OpenAI Drops GPT-4 Omni, New ChatGPT Free Plan, New ChatGPT Desktop App

May 14, 2024
Apple Podcasts

Show Notes

In a surprise launch, OpenAI dropped GPT-4 Omni, their new leading model. They also made a bunch of paid features in ChatGPT free and announced a new desktop app. Pete breaks down what you should know and what this says about AI.

Transcripts: ⁠https://www.theneuron.ai/podcast⁠

Subscribe to the best newsletter on AI: https://theneurondaily.com⁠

Listen to The Neuron: https://lnk.to/theneuron

Watch The Neuron on YouTube: ⁠https://youtube.com/@theneuronai


Welcome to The Neuron! I’m Pete Huang.

We have a LOT to talk about today. OpenAI dropped GPT-4 Omni, their new leading model. In a word, it’s gonna make ChatGPT fantastic, but there’s a hidden piece that most people aren’t talking about.

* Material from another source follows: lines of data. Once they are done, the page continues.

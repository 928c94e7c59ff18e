use crate::storage::StoreError;
use serde::{Deserialize, Serialize};
use std::fmt;
use thiserror::Error;

/// Failure taxonomy shared by operation-level errors and item-level rejections.
#[derive(Debug, Clone, Copy, PartialEq, Eq, Hash, Serialize, Deserialize)]
#[serde(rename_all = "camelCase")]
pub enum ErrorKind {
    /// Malformed or missing field; nothing was changed.
    InvalidInput,
    /// Referenced event or runner is absent.
    NotFound,
    /// Version mismatch on a conditional write; retry with fresh data.
    Conflict,
    /// Uniqueness or referential rule broken.
    ConstraintViolation,
    /// The document store failed to serve the request.
    StoreUnavailable,
}

impl fmt::Display for ErrorKind {
    fn fmt(&self, f: &mut fmt::Formatter<'_>) -> fmt::Result {
        let label = match self {
            Self::InvalidInput => "invalid_input",
            Self::NotFound => "not_found",
            Self::Conflict => "conflict",
            Self::ConstraintViolation => "constraint_violation",
            Self::StoreUnavailable => "store_unavailable",
        };
        write!(f, "{label}")
    }
}

/// Operation-level failure. Aborts the whole operation before (or instead of) a write.
#[derive(Error, Debug, Clone, PartialEq, Eq)]
pub enum RaceError {
    #[error("Invalid input: {0}")]
    InvalidInput(String),

    #[error("{0}")]
    NotFound(String),

    #[error("Conflict: {0}")]
    Conflict(String),

    #[error("Constraint violation: {0}")]
    ConstraintViolation(String),

    #[error("Store unavailable: {0}")]
    StoreUnavailable(String),
}

pub type Result<T> = std::result::Result<T, RaceError>;

impl RaceError {
    pub fn invalid_input(message: impl Into<String>) -> Self {
        Self::InvalidInput(message.into())
    }

    pub fn not_found(message: impl Into<String>) -> Self {
        Self::NotFound(message.into())
    }

    pub fn kind(&self) -> ErrorKind {
        match self {
            Self::InvalidInput(_) => ErrorKind::InvalidInput,
            Self::NotFound(_) => ErrorKind::NotFound,
            Self::Conflict(_) => ErrorKind::Conflict,
            Self::ConstraintViolation(_) => ErrorKind::ConstraintViolation,
            Self::StoreUnavailable(_) => ErrorKind::StoreUnavailable,
        }
    }
}

impl From<StoreError> for RaceError {
    fn from(err: StoreError) -> Self {
        match err {
            StoreError::NotFound { .. } => Self::NotFound(err.to_string()),
            StoreError::VersionConflict { .. } => Self::Conflict(format!(
                "{err}; re-fetch the document and resubmit"
            )),
            StoreError::DuplicateId { .. } => Self::Conflict(err.to_string()),
            StoreError::InvalidMutation { .. }
            | StoreError::Unavailable(_)
            | StoreError::Snapshot(_) => Self::StoreUnavailable(err.to_string()),
        }
    }
}
#[tokio::test]
async fn test_create_event_normalizes_optional_fields() {
    let tracker = RaceTracker::in_memory();
    let event = tracker
        .create_event(Some(&json!("Ultra")), Some(&json!("leagues")), Some(&json!("50.5")))
        .await
        .unwrap();

    assert_eq!(event.unit_of_measure.as_str(), "");
    assert_eq!(event.total_distance, Some(50.5));
    assert_eq!(event.version, Version::INITIAL);

    let err = tracker
        .create_event(Some(&json!("")), None, None)
        .await
        .unwrap_err();
    assert!(matches!(err, RaceError::InvalidInput(_)));
}

#[tokio::test]
async fn test_operations_on_missing_event_fail_before_any_write() {
    let tracker = RaceTracker::in_memory();
    let missing = "7d444840-9dc0-11d1-b245-5ffdce74fad2";

    let err = tracker
        .add_heats(missing, Some(vec![json!({"name": "Open"})]))
        .await
        .unwrap_err();
    assert_eq!(err.kind(), ErrorKind::NotFound);

    let err = tracker.get_event("not-a-uuid").await.unwrap_err();
    assert_eq!(err.kind(), ErrorKind::InvalidInput);

    let event = create_event(&tracker, "Present").await;
    let err = tracker.add_heats(&event.id, None).await.unwrap_err();
    assert_eq!(err.kind(), ErrorKind::InvalidInput);

    assert!(tracker.get_all().await.unwrap().runners.is_empty());
}
use super::document::{Document, DocumentKind, StoredDocument};
use crate::core::Version;
use async_trait::async_trait;
use thiserror::Error;

#[derive(Error, Debug, Clone, PartialEq, Eq)]
pub enum StoreError {
    #[error("{kind} '{id}' not found")]
    NotFound { kind: DocumentKind, id: String },

    #[error("{kind} '{id}' was modified concurrently: expected version {expected}, found {actual}")]
    VersionConflict {
        kind: DocumentKind,
        id: String,
        expected: Version,
        actual: Version,
    },

    #[error("{kind} '{id}' already exists")]
    DuplicateId { kind: DocumentKind, id: String },

    #[error("mutation of {kind} '{id}' changed its identity")]
    InvalidMutation { kind: DocumentKind, id: String },

    #[error("store unavailable: {0}")]
    Unavailable(String),

    #[error("snapshot error: {0}")]
    Snapshot(String),
}

pub type StoreResult<T> = std::result::Result<T, StoreError>;

/// In-place change applied by the store to a private copy of the current document.
pub type Mutation = Box<dyn FnOnce(&mut StoredDocument) + Send>;

pub type Predicate<'a> = &'a (dyn Fn(&StoredDocument) -> bool + Send + Sync);

/// Key-indexed document store - allows pluggable storage backends.
///
/// The only write primitive that touches an existing document is
/// [`conditional_update`](DocumentStore::conditional_update), a single-document
/// compare-and-swap on the version stamp. Implementations advance the version
/// and refresh the modification time themselves; mutations never see a
/// half-applied state.
#[async_trait]
pub trait DocumentStore: Send + Sync {
    /// Fetch one document by kind and exact id.
    async fn get(&self, kind: DocumentKind, id: &str) -> StoreResult<Option<StoredDocument>>;

    /// Insert a document whose id was assigned by the caller.
    async fn create(&self, document: StoredDocument) -> StoreResult<StoredDocument>;

    /// Apply `mutation` if the stored version still equals `expected`.
    async fn conditional_update(
        &self,
        kind: DocumentKind,
        id: &str,
        expected: Version,
        mutation: Mutation,
    ) -> StoreResult<StoredDocument>;

    /// All documents of `kind` matching `predicate`.
    async fn query(
        &self,
        kind: DocumentKind,
        predicate: Predicate<'_>,
    ) -> StoreResult<Vec<StoredDocument>>;

    /// Every document in the store (administrative).
    async fn list_all(&self) -> StoreResult<Vec<StoredDocument>>;

    /// Remove every document, returning how many were removed (administrative).
    async fn delete_all(&self) -> StoreResult<usize>;
}

/// Typed helpers over any [`DocumentStore`].
#[async_trait]
pub trait TypedStoreExt: DocumentStore {
    async fn fetch<D: Document>(&self, id: &str) -> StoreResult<Option<D>> {
        Ok(self.get(D::KIND, id).await?.and_then(D::from_stored))
    }

    async fn insert<D: Document>(&self, document: D) -> StoreResult<D> {
        let id = document.id().to_string();
        let stored = self.create(document.into_stored()).await?;
        D::from_stored(stored).ok_or(StoreError::InvalidMutation { kind: D::KIND, id })
    }

    async fn update_if_match<D, F>(&self, id: &str, expected: Version, mutate: F) -> StoreResult<D>
    where
        D: Document,
        F: FnOnce(&mut D) + Send + 'static,
    {
        let mutation: Mutation = Box::new(move |document: &mut StoredDocument| {
            if let Some(typed) = D::as_stored_mut(document) {
                mutate(typed);
            }
        });
        let stored = self
            .conditional_update(D::KIND, id, expected, mutation)
            .await?;
        D::from_stored(stored).ok_or_else(|| StoreError::InvalidMutation {
            kind: D::KIND,
            id: id.to_string(),
        })
    }

    async fn find<D, P>(&self, predicate: P) -> StoreResult<Vec<D>>
    where
        D: Document,
        P: Fn(&D) -> bool + Send + Sync,
    {
        let filter = move |document: &StoredDocument| D::as_stored(document).is_some_and(&predicate);
        let found = self.query(D::KIND, &filter).await?;
        Ok(found.into_iter().filter_map(D::from_stored).collect())
    }
}

impl<S: DocumentStore + ?Sized> TypedStoreExt for S {}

It’s Tuesday, May 14th. Let’s dive in!

I’ll admit it. I was wrong.

Twice now, I have said that the big upcoming launch for Monday was going to be OpenAI’s competitor to Google, a search engine that could finally displace Google Search.

But as early as Friday, OpenAI leadership were ready to tell the world that this Monday’s launch was not in fact a search engine. Like, very directly - here’s the tweet - very explicitly it says: not gpt-5, not a search engine.

Ok we’ll get back to the leaker accounts that got this wrong in a second here. Let’s talk about what went down.

Streaming live from the OpenAI office in San Francisco, OpenAI announced three big changes:

The first one is GPT-4 Omni, their new leading AI model.

The second one is a set of updates to ChatGPT, which includes a bunch of paid features that are now free, plus a new Voice Mode that they spent a lot of time demoing.

The third is a desktop app, which makes it possible for you to directly ask ChatGPT to analyze and respond to what you’re looking at on your screen.

There’s a LOT behind each one, so let’s take them one at a time.

First, GPT-4 Omni, or GPT-4o. It’s OpenAI’s new best model that is a step above GPT-4. You can give it any text, image or audio. And it can generate any text, image or audio.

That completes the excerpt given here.